HDACs are generally described as transcriptional repressors. Class I HDACs are ubiquitously expressed in the nucleus. Class II HDACs are capable of shuttling in and out of the nucleus in response to signals. The association of Class II HDACs with the transcription factor MEF2 repressed cardiomyocyte differentiation through the silencing of MEF2-mediated gene transcription. Phosphorylation of Class II HDACs (HDAC 4, 5, 7) caused them to move from the nucleus to the cytoplasm, thus releasing transcription repression, and allowing myocytes to differentiate. However, recent studies have implicated HDACs in the process of transcription activation, providing evidence that HDACs can also act as transcription activators, inducing interferon-stimulated gene expression and the subsequent antiviral response [21
]. These new findings strongly suggest that the relative acetylation level of HDAC target proteins, regulated by the opposing acitivity of HDACs and HATs, determines the transcription states of specific genes, either activating or repressing transcription. Our results support a role of HDACs as transcription activators, as they may directly regulate the promoter activity of Nrl and Crx. However, from the reporter analysis of Nrl and Crx promoters, we can not completely exclude the possibility that TSA acted indirectly on the Nrl and Crx promoters via activation of transcription repressors that in turn act on the Nrl and Crx promoters. In the latter case, a transcription repressor protein would need to be induced, whose expression is normally repressed by HDACs. Given the fast action of TSA to nearly abolish the expression of Nrl and Crx within 3 hours, even in the presence of a protein synthesis inhibitor cycloheximide, it is more likely that the HDACs are transcription activators of these key retinal development regulators.

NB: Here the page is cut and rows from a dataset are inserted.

use sea_orm::*;
use sea_orm::sea_query::Expr;
use chrono::Utc;

use crate::middleware::AuthUser;
use crate::models::reservations::{self, Entity as Reservations, StatutReservation};
use crate::models::trajets::{self, Entity as Trajets, StatutTrajet};
use crate::services::ServiceError;

pub struct TrajetService;

impl TrajetService {
    /// Bascule en "termine" les trajets actifs (ouverts ou pleins) dont la
    /// date de départ est passée, ainsi que leurs réservations encore
    /// vivantes (sans toucher au compteur de places).
    ///
    /// Routine opportuniste : elle est invoquée au fil de l'eau par la liste
    /// des trajets, pas par un planificateur. Un trajet peut donc rester
    /// visible "ouvert" quelques requêtes après son heure de départ.
    pub async fn cloturer_trajets_passes(db: &DatabaseConnection) -> Result<u64, DbErr> {
        let maintenant = Utc::now().naive_utc();

        let passes = Trajets::find()
            .filter(trajets::Column::Statut.is_in([
                StatutTrajet::Ouvert.as_str(),
                StatutTrajet::Plein.as_str(),
            ]))
            .filter(trajets::Column::DateDepart.lt(maintenant))
            .all(db)
            .await?;

        if passes.is_empty() {
            return Ok(0);
        }

        let ids: Vec<i32> = passes.iter().map(|t| t.id).collect();
        let txn = db.begin().await?;

        Trajets::update_many()
            .col_expr(
                trajets::Column::Statut,
                Expr::value(StatutTrajet::Termine.as_str()),
            )
            .filter(trajets::Column::Id.is_in(ids.clone()))
            .exec(&txn)
            .await?;

        Reservations::update_many()
            .col_expr(
                reservations::Column::Statut,
                Expr::value(StatutReservation::Termine.as_str()),
            )
            .filter(reservations::Column::TrajetId.is_in(ids.clone()))
            .filter(reservations::Column::Statut.is_in([
                StatutReservation::EnAttente.as_str(),
                StatutReservation::Confirme.as_str(),
            ]))
            .exec(&txn)
            .await?;

        txn.commit().await?;
        Ok(ids.len() as u64)
    }

    /// Annule un trajet et toutes ses réservations encore vivantes.
    /// Permission : conducteur du trajet ou administrateur.
    pub async fn annuler(
        db: &DatabaseConnection,
        trajet_id: i32,
        acteur: &AuthUser,
    ) -> Result<trajets::Model, ServiceError> {
        let txn = db.begin().await?;

        let trajet = Trajets::find_by_id(trajet_id)
            .one(&txn)
            .await?
            .ok_or_else(|| ServiceError::NotFound("Trajet introuvable".to_string()))?;

        if !acteur.is_admin() && trajet.conducteur_id != acteur.user_id {
            return Err(ServiceError::Forbidden(
                "Seul le conducteur ou un administrateur peut annuler ce trajet".to_string(),
            ));
        }

        match StatutTrajet::from_str(&trajet.statut) {
            Some(StatutTrajet::Termine) | Some(StatutTrajet::Annule) => {
                return Err(ServiceError::BusinessRule(
                    "Ce trajet est déjà clôturé".to_string(),
                ));
            }
            _ => {}
        }

        Reservations::update_many()
            .col_expr(
                reservations::Column::Statut,
                Expr::value(StatutReservation::Annule.as_str()),
            )
            .filter(reservations::Column::TrajetId.eq(trajet_id))
            .filter(reservations::Column::Statut.is_in([
                StatutReservation::EnAttente.as_str(),
                StatutReservation::Confirme.as_str(),
            ]))
            .exec(&txn)
            .await?;

        let mut active: trajets::ActiveModel = trajet.into();
        active.statut = Set(StatutTrajet::Annule.as_str().to_string());
        let annule = active.update(&txn).await?;

        txn.commit().await?;
        Ok(annule)
    }
}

It is known that HDACs have many non-histone target proteins. Some are nuclear transcription factors, such as GATA4, NFAT, RB, and p53; others are cytoplasmic targets, such as tubulin and hsp90, which were identified as substrates for HDAC6. HDAC6 deacetylates α-tubulin, with a resulting increase in cell motility [11
]. Recently, it was found that HDAC6 mediated acetylation controls the chaperone function of heat shock protein 90 [12
]. The biological function of other Class II HDACs, when they are in the cytoplasm, remains unknown. In our study, TSA treatment resulted in an increased acetylation of histones and other cellular proteins, including tubulin and two other species that are unknown. Interestingly, although TSA-induced histone acetylation was barely appreciable after 3 hours, a significantly enhanced acetylation of non-histone targets was obvious in 3 hours, and the acetylation levels of these non-histone targets was maintained at later time points. The fast acetylation of non-histone targets is consistent with the kinetics of the mRNA downregulation by TSA. These results suggest that modification of non-histone targets by HDACs may mediate an important pathway in the regulation of retinal gene expression. Using a high-affinity antibody against acetyl-lysine groups will facilitate the purification and identification of these non-histone targets of HDACs by mass spectrometry.
Given the multiplicity of family members from the Class I and Class II HDACs, it is desirable to identify individual HDACs responsible for their role in gene expression regulation. With the development of inhibitors specific to individual HDAC family members [45
], it should be possible to address this question in the retina, as well as in other tissues. In addition, analysis of HDAC knockout mice will aid in the identification of the functions of individual HDACs.